A series of riots involving some members of the Japanese and Indonesian (mainly from Kupang in Timor) communities took place in Broome, a town in northern Western Australia in December 1920.

At the time of the riots, Broome—a town of around 5,000 people—had an ethnically diverse population with whites (European Australians), a minority of 900. The industry of the town was mostly based on pearl fishing, and the majority of the town worked in this occupation.

The Japanese had established themselves as a tight knit community, and were successful in the pearling business.

The background to the racial violence was based around the layoff period, in December 1920. This was a period in the pearling season when diving stopped and crews were laid off until the next season, generally resulting with the crews being let at loose ends in the town.
There had previously been race-based violence between the Japanese and the Koepanger population in 1907 and 1914. The Japanese had attained a high position in the social ladder in Broome, and often used this against the Koepanger population who were generally not as fortunate.

The exact origins of the start of the conflict was unclear, but a number of small fights broke out between the two groups. The Koepangers were smaller in stature and number, only 400 of them while there were 2000 Japanese. While the European population were celebrating Christmas, tension spread, and more violence occurred, eventually resulting in a death. The police tried to quell the disturbances, eventually having to fire warning shots against crowds of up to 400 Japanese, some of whom were armed with guns.

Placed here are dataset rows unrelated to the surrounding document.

//! Test fixtures and helpers.
//!
//! Canonical squads built the same way in every crate's tests. Every
//! fixture returns a refreshed configuration.

use armorsmith_core::catalog::{EquipmentCatalog, Location};
use armorsmith_core::chassis::{ChassisShape, SpecialMovement, WeightClass};
use armorsmith_core::config::Configuration;
use armorsmith_core::tables::ManipulatorId;
use serde::de::DeserializeOwned;
use serde::Serialize;

/// Design sheet for [`grenadiers`] in RON.
pub const GRENADIERS_SHEET: &str = r#"DesignSheet(
    name: "Grenadiers",
    special: Jump,
    special_mp: 2,
    armor: "Standard",
    armor_value: 5,
    left_manipulator: Some("Battle Claw"),
    right_manipulator: Some("Battle Claw"),
    torso: ["SRM-2", "SRM-2 Ammo"],
)
"#;

/// The built-in catalog.
#[must_use]
pub fn standard_catalog() -> EquipmentCatalog {
    EquipmentCatalog::standard()
}

/// Fit a catalog item by name.
///
/// # Panics
///
/// Panics if the name is unknown or the mount is illegal.
pub fn fit(config: &mut Configuration, catalog: &EquipmentCatalog, location: Location, name: &str) {
    let id = catalog
        .id_of(name)
        .unwrap_or_else(|e| panic!("unknown fixture item {name}: {e}"));
    config
        .add_equipment(catalog, location, id)
        .unwrap_or_else(|e| panic!("cannot fit {name} to {location:?}: {e}"));
}

fn refreshed(mut config: Configuration, catalog: &EquipmentCatalog) -> Configuration {
    config
        .refresh(catalog)
        .unwrap_or_else(|e| panic!("fixture failed to refresh: {e}"));
    config
}

/// Bare Minimal biped. 80 kg, legal.
#[must_use]
pub fn minimal_biped(catalog: &EquipmentCatalog) -> Configuration {
    let mut config = Configuration::new();
    config.name = "Minimal".to_string();
    config.weight_class = WeightClass::Minimal;
    refreshed(config, catalog)
}

/// Inner Medium jump squad with an SRM-2 and battle claws. 685 kg, legal
/// and under the class minimum.
#[must_use]
pub fn grenadiers(catalog: &EquipmentCatalog) -> Configuration {
    let mut config = Configuration::new();
    config.name = "Grenadiers".to_string();
    config.special_kind = SpecialMovement::Jump;
    config.special_mp = 2;
    config.armor_value = 5;
    config.left_manipulator = ManipulatorId::BATTLE_CLAW;
    config.right_manipulator = ManipulatorId::BATTLE_CLAW;
    fit(&mut config, catalog, Location::Torso, "SRM-2");
    fit(&mut config, catalog, Location::Torso, "SRM-2 Ammo");
    refreshed(config, catalog)
}

/// Inner Light quad with a machine gun and ECM. 530 kg, legal.
#[must_use]
pub fn quad_scouts(catalog: &EquipmentCatalog) -> Configuration {
    let mut config = Configuration::new();
    config.name = "Quad Scouts".to_string();
    config.shape = ChassisShape::Quad;
    config.weight_class = WeightClass::Light;
    config.ground_mp = 3;
    config.armor_value = 4;
    fit(&mut config, catalog, Location::Torso, "Machine Gun");
    fit(&mut config, catalog, Location::Torso, "ECM Suite");
    refreshed(config, catalog)
}

/// Medium biped with a pair of magnetic claws. 245 kg, legal.
#[must_use]
pub fn magnetic_pair(catalog: &EquipmentCatalog) -> Configuration {
    let mut config = Configuration::new();
    config.name = "Limpets".to_string();
    config.left_manipulator = ManipulatorId::MAGNETIC_CLAW;
    config.right_manipulator = ManipulatorId::MAGNETIC_CLAW;
    refreshed(config, catalog)
}

/// All legal fixtures.
#[must_use]
pub fn legal_fixtures(catalog: &EquipmentCatalog) -> Vec<Configuration> {
    vec![
        minimal_biped(catalog),
        grenadiers(catalog),
        quad_scouts(catalog),
        magnetic_pair(catalog),
    ]
}

/// Write a value as RON and read it back.
///
/// # Panics
///
/// Panics if either direction fails.
#[must_use]
pub fn ron_round_trip<T: Serialize + DeserializeOwned>(value: &T) -> T {
    let text = ron::ser::to_string(value).unwrap_or_else(|e| panic!("RON write failed: {e}"));
    ron::from_str(&text).unwrap_or_else(|e| panic!("RON read failed: {e}\n{text}"))
}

Police officers generally tried to rescue the Koepangers, many of whom fled the town, or sought sanctuary in white establishments or the police station. Other ethnic groups kept out of the fracas, though there was risk of their involvement. Armed Japanese and Koepanger groups attacked each other for days, with whites trying to keep them at bay. Eventually enough people were deputised and the town was locked down, with the groups separated from each other, and the Japanese Consul appealing to the Japanese community to stop the violence.

At the end of the riots, five Koepangers, two Japanese and one police officer had been killed, and 60 people were injured.